▶ _EXERCISE DATA_:
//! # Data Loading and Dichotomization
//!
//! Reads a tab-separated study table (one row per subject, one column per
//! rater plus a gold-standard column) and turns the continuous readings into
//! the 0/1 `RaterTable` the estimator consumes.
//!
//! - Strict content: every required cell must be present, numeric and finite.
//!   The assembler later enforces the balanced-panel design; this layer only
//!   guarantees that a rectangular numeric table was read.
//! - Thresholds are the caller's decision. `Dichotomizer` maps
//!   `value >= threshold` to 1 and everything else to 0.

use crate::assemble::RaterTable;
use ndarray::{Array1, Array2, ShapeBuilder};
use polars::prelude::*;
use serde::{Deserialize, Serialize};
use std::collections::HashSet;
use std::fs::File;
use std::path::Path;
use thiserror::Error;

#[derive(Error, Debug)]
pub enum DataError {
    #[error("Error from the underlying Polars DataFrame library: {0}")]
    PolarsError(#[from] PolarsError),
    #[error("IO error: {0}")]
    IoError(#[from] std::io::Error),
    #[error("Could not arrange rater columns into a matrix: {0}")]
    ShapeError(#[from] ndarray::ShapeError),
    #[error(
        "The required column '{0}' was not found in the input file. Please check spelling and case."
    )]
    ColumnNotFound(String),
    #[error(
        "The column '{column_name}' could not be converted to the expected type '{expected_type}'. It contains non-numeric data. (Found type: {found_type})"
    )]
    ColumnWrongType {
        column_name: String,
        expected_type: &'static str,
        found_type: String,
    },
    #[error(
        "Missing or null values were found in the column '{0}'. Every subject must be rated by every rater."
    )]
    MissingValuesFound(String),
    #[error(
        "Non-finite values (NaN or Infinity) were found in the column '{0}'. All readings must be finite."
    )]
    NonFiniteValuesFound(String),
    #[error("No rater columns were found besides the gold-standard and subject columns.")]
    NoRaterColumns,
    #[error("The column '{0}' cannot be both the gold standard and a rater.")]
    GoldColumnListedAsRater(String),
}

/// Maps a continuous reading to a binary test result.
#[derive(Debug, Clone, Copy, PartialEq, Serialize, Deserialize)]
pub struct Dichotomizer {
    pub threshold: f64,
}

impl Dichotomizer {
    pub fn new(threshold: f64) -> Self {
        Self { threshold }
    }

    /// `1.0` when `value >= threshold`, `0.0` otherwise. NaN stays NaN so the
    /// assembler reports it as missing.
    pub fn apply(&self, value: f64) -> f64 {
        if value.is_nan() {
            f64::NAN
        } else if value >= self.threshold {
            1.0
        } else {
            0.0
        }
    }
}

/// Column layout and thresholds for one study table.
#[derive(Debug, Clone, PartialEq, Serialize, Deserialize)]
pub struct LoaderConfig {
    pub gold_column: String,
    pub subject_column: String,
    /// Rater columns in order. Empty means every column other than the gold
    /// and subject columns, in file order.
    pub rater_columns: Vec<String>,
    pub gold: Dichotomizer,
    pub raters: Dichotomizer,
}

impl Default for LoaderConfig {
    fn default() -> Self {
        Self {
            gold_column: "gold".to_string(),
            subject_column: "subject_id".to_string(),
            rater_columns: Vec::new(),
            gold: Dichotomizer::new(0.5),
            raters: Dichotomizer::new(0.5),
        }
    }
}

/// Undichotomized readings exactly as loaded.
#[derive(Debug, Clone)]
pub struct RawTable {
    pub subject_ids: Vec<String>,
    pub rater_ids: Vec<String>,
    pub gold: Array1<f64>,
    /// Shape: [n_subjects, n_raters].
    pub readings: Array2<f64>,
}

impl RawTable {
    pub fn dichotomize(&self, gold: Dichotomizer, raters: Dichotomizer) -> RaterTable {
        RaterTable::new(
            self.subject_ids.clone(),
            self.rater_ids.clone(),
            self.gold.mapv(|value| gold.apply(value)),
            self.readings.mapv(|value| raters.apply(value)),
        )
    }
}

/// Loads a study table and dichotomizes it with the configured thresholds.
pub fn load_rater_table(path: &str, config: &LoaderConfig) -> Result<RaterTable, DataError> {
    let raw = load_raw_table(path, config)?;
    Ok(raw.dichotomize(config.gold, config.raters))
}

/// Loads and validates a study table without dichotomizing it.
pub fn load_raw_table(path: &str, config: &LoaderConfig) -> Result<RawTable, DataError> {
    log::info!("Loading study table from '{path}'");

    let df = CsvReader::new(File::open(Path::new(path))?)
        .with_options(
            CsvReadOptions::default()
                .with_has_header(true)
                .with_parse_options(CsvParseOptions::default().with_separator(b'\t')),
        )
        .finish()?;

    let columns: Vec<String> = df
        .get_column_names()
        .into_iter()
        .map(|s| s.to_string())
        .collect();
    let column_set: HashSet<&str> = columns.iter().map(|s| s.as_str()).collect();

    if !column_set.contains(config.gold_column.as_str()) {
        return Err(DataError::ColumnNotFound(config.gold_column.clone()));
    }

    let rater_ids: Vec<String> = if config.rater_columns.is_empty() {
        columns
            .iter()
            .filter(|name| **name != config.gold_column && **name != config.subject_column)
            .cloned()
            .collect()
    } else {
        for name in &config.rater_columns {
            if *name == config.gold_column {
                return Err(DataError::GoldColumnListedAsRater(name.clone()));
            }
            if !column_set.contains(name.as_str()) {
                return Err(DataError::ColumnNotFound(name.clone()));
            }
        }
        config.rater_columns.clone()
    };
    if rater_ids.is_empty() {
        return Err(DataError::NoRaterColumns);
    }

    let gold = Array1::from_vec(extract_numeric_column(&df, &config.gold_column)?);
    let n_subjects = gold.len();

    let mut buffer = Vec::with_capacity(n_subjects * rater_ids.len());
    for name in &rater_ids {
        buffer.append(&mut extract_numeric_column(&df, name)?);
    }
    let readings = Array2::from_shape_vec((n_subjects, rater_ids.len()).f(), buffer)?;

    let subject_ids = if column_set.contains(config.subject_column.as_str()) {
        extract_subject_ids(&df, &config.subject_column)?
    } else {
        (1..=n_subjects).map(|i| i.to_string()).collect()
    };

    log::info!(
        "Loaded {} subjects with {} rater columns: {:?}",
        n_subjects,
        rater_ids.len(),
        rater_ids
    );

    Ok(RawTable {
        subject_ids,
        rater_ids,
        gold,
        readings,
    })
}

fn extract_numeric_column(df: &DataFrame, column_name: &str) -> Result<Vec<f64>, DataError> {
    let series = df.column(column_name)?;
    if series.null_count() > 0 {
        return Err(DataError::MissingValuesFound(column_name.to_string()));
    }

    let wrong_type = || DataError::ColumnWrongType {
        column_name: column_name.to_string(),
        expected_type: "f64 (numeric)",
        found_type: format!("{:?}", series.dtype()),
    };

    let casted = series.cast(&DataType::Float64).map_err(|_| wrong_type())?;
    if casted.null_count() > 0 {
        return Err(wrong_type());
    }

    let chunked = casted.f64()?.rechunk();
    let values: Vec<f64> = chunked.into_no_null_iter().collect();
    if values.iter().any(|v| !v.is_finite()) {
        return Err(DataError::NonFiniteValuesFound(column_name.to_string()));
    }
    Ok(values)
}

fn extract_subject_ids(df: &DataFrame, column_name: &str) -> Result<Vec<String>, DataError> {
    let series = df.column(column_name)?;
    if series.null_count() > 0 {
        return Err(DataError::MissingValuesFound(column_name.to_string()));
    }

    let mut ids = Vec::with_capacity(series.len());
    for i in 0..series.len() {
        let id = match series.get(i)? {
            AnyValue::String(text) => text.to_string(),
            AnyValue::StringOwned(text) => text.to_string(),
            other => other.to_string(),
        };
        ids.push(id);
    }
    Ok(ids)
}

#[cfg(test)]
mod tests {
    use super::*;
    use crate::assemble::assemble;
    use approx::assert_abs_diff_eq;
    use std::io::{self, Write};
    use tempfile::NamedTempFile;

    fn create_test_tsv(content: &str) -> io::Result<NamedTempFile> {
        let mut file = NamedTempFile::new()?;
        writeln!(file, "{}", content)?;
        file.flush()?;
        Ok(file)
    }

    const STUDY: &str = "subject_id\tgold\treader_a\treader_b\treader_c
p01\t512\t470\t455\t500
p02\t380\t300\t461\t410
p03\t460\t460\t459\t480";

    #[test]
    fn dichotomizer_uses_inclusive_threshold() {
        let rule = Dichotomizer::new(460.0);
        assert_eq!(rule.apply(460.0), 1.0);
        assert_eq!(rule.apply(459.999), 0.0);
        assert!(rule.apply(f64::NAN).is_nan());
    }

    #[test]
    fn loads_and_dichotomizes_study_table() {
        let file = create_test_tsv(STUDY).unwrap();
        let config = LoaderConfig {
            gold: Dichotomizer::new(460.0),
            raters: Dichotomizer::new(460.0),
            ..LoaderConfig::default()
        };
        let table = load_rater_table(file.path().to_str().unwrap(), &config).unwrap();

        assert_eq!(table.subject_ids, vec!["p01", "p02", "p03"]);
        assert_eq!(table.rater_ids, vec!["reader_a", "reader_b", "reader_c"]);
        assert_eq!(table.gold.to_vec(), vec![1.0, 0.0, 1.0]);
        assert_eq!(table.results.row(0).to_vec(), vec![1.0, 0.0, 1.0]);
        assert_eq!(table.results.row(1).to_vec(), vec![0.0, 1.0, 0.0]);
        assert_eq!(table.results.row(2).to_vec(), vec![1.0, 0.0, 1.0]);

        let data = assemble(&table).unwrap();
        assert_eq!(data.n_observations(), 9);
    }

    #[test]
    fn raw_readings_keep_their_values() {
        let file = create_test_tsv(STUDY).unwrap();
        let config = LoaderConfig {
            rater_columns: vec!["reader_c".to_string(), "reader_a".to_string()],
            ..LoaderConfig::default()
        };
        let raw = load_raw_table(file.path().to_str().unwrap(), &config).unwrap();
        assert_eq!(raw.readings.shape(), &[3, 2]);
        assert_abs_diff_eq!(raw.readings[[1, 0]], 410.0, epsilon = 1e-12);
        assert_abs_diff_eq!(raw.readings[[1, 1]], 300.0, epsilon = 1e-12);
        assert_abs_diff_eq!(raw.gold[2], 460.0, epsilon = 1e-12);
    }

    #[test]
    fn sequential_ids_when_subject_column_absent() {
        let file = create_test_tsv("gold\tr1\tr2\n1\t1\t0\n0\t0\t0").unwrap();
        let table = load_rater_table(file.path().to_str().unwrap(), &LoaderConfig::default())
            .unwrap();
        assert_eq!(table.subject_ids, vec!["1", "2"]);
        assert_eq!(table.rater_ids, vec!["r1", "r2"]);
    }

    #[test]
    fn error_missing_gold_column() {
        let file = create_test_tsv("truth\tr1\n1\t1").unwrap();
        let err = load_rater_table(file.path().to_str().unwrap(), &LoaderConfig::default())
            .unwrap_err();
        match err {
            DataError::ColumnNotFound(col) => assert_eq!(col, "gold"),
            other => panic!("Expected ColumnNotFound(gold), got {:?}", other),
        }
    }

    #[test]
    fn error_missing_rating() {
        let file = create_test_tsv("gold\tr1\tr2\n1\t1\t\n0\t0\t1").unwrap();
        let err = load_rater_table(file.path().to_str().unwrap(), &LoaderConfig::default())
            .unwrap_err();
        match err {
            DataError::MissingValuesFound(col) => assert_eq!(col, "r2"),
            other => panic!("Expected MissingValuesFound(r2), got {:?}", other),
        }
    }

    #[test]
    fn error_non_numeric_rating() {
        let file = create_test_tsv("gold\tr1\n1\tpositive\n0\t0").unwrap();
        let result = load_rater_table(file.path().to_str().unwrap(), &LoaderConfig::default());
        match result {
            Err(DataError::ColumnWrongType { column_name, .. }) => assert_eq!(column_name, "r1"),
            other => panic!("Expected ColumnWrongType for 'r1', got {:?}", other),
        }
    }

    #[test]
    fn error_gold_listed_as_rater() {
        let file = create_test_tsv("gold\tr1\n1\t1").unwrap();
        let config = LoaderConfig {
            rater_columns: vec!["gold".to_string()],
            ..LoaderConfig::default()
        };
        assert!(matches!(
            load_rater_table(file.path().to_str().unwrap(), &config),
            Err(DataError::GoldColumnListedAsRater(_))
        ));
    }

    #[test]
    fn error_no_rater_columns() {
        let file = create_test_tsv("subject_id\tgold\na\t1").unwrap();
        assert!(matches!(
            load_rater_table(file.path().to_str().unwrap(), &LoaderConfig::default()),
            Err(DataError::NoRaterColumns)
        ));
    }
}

---

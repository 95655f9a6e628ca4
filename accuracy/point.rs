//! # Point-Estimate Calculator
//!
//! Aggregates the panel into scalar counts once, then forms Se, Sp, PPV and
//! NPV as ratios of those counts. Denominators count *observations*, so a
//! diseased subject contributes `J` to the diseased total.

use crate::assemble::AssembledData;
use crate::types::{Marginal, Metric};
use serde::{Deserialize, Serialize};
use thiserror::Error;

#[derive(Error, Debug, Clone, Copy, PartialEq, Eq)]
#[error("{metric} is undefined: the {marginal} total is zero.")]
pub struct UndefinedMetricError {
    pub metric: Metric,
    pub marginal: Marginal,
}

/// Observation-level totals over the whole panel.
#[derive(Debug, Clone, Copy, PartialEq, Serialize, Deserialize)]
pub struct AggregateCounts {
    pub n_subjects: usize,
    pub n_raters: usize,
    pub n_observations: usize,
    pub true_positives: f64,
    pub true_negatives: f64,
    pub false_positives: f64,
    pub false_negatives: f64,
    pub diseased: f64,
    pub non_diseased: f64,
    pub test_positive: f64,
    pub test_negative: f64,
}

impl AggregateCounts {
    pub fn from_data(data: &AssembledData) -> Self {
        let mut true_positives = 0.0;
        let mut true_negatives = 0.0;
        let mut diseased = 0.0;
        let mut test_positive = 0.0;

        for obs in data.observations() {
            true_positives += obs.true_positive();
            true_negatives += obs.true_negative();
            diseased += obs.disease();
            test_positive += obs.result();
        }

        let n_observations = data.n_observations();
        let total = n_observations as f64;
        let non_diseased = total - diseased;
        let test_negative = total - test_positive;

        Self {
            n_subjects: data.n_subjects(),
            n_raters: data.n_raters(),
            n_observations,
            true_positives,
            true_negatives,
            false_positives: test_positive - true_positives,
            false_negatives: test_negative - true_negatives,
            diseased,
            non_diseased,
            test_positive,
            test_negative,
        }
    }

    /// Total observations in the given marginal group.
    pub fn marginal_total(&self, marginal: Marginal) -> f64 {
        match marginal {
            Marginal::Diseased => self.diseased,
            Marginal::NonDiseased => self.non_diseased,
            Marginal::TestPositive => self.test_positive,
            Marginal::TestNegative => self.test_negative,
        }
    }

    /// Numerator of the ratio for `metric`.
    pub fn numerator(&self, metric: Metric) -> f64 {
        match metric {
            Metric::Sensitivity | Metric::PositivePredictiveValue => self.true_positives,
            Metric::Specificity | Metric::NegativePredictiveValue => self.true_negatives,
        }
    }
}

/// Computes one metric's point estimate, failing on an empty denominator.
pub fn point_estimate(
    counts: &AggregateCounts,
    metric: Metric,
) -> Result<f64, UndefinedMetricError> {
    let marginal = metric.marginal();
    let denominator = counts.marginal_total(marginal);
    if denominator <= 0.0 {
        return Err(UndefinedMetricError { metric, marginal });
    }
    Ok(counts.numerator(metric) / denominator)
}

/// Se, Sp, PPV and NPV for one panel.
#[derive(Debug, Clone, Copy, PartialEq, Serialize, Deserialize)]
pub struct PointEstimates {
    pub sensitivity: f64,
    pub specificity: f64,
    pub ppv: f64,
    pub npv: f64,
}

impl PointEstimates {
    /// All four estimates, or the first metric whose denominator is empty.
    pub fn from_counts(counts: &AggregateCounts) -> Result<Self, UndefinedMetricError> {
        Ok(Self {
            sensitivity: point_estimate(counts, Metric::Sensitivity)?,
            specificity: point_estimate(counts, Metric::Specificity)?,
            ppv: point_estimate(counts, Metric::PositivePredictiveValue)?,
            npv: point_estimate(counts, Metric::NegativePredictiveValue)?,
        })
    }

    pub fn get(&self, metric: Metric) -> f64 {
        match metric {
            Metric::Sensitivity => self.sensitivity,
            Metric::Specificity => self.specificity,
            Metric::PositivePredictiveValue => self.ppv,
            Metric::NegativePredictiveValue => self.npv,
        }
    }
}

--

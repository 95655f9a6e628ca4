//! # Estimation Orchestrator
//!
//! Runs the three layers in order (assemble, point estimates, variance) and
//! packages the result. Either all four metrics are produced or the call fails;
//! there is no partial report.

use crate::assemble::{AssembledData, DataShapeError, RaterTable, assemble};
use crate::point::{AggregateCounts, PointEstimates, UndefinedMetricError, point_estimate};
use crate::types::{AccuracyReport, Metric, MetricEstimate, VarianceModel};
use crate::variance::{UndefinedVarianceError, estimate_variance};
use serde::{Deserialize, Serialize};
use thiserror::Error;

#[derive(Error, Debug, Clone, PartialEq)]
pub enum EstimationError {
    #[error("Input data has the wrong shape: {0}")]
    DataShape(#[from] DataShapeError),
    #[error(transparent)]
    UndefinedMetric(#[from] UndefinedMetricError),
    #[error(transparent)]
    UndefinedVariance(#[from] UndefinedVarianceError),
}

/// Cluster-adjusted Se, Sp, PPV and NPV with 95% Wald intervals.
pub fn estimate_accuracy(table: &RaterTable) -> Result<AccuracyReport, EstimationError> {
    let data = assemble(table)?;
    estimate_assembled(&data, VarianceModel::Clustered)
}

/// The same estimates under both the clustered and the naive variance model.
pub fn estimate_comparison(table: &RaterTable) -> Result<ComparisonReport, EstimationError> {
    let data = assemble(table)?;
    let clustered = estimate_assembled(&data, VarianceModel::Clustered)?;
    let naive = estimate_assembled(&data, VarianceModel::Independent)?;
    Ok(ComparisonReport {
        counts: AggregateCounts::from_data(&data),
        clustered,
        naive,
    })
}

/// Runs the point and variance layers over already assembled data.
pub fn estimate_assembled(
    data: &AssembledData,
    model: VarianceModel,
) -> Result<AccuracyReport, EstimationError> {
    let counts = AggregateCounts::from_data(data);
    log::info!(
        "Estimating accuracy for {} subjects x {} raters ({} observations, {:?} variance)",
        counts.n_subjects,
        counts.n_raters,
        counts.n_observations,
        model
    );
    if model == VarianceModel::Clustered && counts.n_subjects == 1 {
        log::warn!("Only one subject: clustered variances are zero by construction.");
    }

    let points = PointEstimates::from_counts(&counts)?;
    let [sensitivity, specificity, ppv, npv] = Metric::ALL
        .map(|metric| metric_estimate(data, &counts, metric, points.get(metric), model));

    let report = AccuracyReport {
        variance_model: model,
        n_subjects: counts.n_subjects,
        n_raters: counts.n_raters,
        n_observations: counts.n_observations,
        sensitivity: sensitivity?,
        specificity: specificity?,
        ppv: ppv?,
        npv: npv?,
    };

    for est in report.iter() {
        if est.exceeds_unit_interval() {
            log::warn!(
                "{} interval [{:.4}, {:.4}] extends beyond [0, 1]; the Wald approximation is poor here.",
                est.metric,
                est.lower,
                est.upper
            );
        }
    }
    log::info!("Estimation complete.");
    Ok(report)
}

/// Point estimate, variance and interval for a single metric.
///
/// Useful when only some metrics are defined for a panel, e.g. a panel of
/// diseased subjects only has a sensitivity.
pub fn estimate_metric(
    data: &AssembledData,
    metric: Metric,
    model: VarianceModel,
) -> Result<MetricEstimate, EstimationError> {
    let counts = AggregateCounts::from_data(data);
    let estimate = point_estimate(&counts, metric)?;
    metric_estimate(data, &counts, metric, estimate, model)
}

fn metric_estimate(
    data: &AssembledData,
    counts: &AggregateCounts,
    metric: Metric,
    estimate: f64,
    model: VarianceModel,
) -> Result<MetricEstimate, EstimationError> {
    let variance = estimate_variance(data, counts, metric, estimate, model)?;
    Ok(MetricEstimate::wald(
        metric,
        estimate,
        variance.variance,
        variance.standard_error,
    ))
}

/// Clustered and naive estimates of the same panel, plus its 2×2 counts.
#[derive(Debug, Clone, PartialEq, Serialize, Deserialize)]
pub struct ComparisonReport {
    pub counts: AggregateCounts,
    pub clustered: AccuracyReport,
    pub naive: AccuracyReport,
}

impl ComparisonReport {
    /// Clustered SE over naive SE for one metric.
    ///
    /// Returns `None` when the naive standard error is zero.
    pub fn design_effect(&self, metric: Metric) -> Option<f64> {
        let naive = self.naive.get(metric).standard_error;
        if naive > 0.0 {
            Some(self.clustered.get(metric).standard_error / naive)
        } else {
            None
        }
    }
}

▶ _WORK TASK_:
From the data above, return every line from the line that has "Loading and Dichotomization" up to and including the line that has "use std::collections::HashSet;", exactly.

▶ _SOLVED PROBLEM_:
//! # Data Loading and Dichotomization
//!
//! Reads a tab-separated study table (one row per subject, one column per
//! rater plus a gold-standard column) and turns the continuous readings into
//! the 0/1 `RaterTable` the estimator consumes.
//!
//! - Strict content: every required cell must be present, numeric and finite.
//!   The assembler later enforces the balanced-panel design; this layer only
//!   guarantees that a rectangular numeric table was read.
//! - Thresholds are the caller's decision. `Dichotomizer` maps
//!   `value >= threshold` to 1 and everything else to 0.

use crate::assemble::RaterTable;
use ndarray::{Array1, Array2, ShapeBuilder};
use polars::prelude::*;
use serde::{Deserialize, Serialize};
use std::collections::HashSet;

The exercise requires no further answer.